Plan

UPRNs as a first-class Citizen in WhereDIV: 2 - Plan

Data requirements

UPRN does become a hard requirement. I can't find any areas who didn't give us UPRNs at all for parl.2017 (even South Ribble, Hartlepool, Blaenau Gwent, Barnsley, Torfaen which were all possibilities)
It will be fine for Xpress, Halarose or DCounts users
It will be fine for GIS data
Idox users may have problems
There are some areas with low UPRN coverage (e.g: Haringey - only 93% with UPRNs)
Even where there is low UPRN coverage, the number of rows with no UPRN will be roughly similar to the number of ambiguous rows we're discarding using the current processes

Where does AddressBase live?

Postgres can't join across databases
You can have multiple schema in the same database and join across them
How does Django like this setup?
Is django happy for multiple apps to live in schema within the same database?
Deploy changes
How would this setup impact on your local dev copy?
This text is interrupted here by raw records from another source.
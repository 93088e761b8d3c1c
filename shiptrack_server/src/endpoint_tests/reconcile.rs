use std::time::Duration;

use actix_web::{http::StatusCode, web, web::ServiceConfig};
use carrier_tools::ShipmentReport;
use shiptrack_engine::{
    db_types::{CanonicalStatus, ShipmentRecord},
    ReconcileOptions,
    ReconciliationApi,
    ShipmentStoreError,
};

use super::{
    helpers::{bearer, cron_secret, get_request, post_request, shipment},
    mocks::{MockCarrier, MockDispatcher, MockShipmentStore},
};
use crate::{
    data_objects::ReconcileResponse,
    routes::{ReconcileManualRoute, ReconcileScheduledRoute},
};

fn configure_with(
    store: MockShipmentStore,
    carrier: MockCarrier,
    dispatcher: MockDispatcher,
) -> impl FnOnce(&mut ServiceConfig) {
    move |cfg: &mut ServiceConfig| {
        let options = ReconcileOptions { call_interval: Duration::ZERO, ..Default::default() };
        let api = ReconciliationApi::new(store, carrier, dispatcher, options);
        cfg.service(ReconcileScheduledRoute::<MockShipmentStore, MockCarrier, MockDispatcher>::new())
            .service(ReconcileManualRoute::<MockShipmentStore, MockCarrier, MockDispatcher>::new())
            .app_data(web::Data::new(api))
            .app_data(web::Data::new(cron_secret()));
    }
}

/// A store that must not be touched at all.
fn untouched_store() -> MockShipmentStore {
    let mut store = MockShipmentStore::new();
    store.expect_fetch_reconciliation_candidates().never();
    store.expect_apply_carrier_update().never();
    store
}

/// One out-for-delivery shipment that the carrier now reports as delivered.
fn delivering_backend() -> (MockShipmentStore, MockCarrier, MockDispatcher) {
    let mut store = MockShipmentStore::new();
    store
        .expect_fetch_reconciliation_candidates()
        .times(1)
        .returning(|_| Ok(vec![shipment("1001", Some("7001"), CanonicalStatus::OutForDelivery)]));
    store.expect_apply_carrier_update().times(1).returning(|_, version, update| {
        assert_eq!(version, 3);
        assert!(update.fulfilled);
        let mut record: ShipmentRecord = shipment("1001", Some("7001"), update.canonical_status);
        record.fulfilled = true;
        record.version = version + 1;
        Ok(record)
    });
    let mut carrier = MockCarrier::new();
    carrier.expect_fetch_shipment_report().times(1).returning(|_| {
        Ok(ShipmentReport { status_text: Some("Teslim edildi".into()), ..Default::default() })
    });
    let mut dispatcher = MockDispatcher::new();
    dispatcher.expect_send().times(1).returning(|_| Ok(()));
    (store, carrier, dispatcher)
}

#[actix_web::test]
async fn reconcile_without_token_is_refused() {
    let _ = env_logger::try_init().ok();
    let configure = configure_with(untouched_store(), MockCarrier::new(), MockDispatcher::new());
    let (status, body) = get_request("", "/cron/reconcile", configure).await;
    assert_eq!(status, StatusCode::UNAUTHORIZED);
    assert_eq!(body, r#"{"error":"Missing or invalid authorization token."}"#);
}

#[actix_web::test]
async fn reconcile_with_wrong_token_is_refused() {
    let _ = env_logger::try_init().ok();
    let configure = configure_with(untouched_store(), MockCarrier::new(), MockDispatcher::new());
    let (status, _) = post_request("Bearer nope", "/cron/reconcile", configure).await;
    assert_eq!(status, StatusCode::UNAUTHORIZED);
}

#[actix_web::test]
async fn scheduled_reconcile() {
    let _ = env_logger::try_init().ok();
    let (store, carrier, dispatcher) = delivering_backend();
    let (status, body) = get_request(&bearer(), "/cron/reconcile", configure_with(store, carrier, dispatcher)).await;
    assert_eq!(status, StatusCode::OK);
    let response: ReconcileResponse = serde_json::from_str(&body).unwrap();
    assert!(response.success);
    assert_eq!(response.results.queried, 1);
    assert_eq!(response.results.succeeded, 1);
    assert_eq!(response.results.updated, 1);
    assert_eq!(response.results.delivered, 1);
    assert_eq!(response.results.notified, 1);
}

#[actix_web::test]
async fn manual_reconcile_behaves_the_same() {
    let _ = env_logger::try_init().ok();
    let (store, carrier, dispatcher) = delivering_backend();
    let (status, body) = post_request(&bearer(), "/cron/reconcile", configure_with(store, carrier, dispatcher)).await;
    assert_eq!(status, StatusCode::OK);
    let response: ReconcileResponse = serde_json::from_str(&body).unwrap();
    assert!(response.success);
    assert_eq!(response.results.delivered, 1);
    assert!(response.message.starts_with("Reconciliation run complete."));
}

#[actix_web::test]
async fn reconcile_reports_store_failure() {
    let _ = env_logger::try_init().ok();
    let mut store = MockShipmentStore::new();
    store
        .expect_fetch_reconciliation_candidates()
        .returning(|_| Err(ShipmentStoreError::DatabaseError("database is locked".into())));
    let configure = configure_with(store, MockCarrier::new(), MockDispatcher::new());
    let (status, body) = get_request(&bearer(), "/cron/reconcile", configure).await;
    assert_eq!(status, StatusCode::INTERNAL_SERVER_ERROR);
    assert!(body.contains("database is locked"), "{body}");
}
You need to work out where AddressBase, ONSAD, ONSPD will live:

Same DB?
Different DB?
Same DB, different schema?

Factors to consider:

Do you want to put polling station data directly into the AddressBase table?
Do you want to have a 1-to-1 relationship?
Do you actually need to do JOINs or FKs?

Sort this out first - it is important and it defines constraints on your data model.

[Captain Hindsight]

https://stackoverflow.com/questions/35404442/django-orm-confusion-about-router-allow-relation

In WhereDIV we can only have a FK relationship between Loggedpostcode and Council because at some point we have run the councils importer on the logger DB so all the IDs are in that table. It isn't FK-ing across connections.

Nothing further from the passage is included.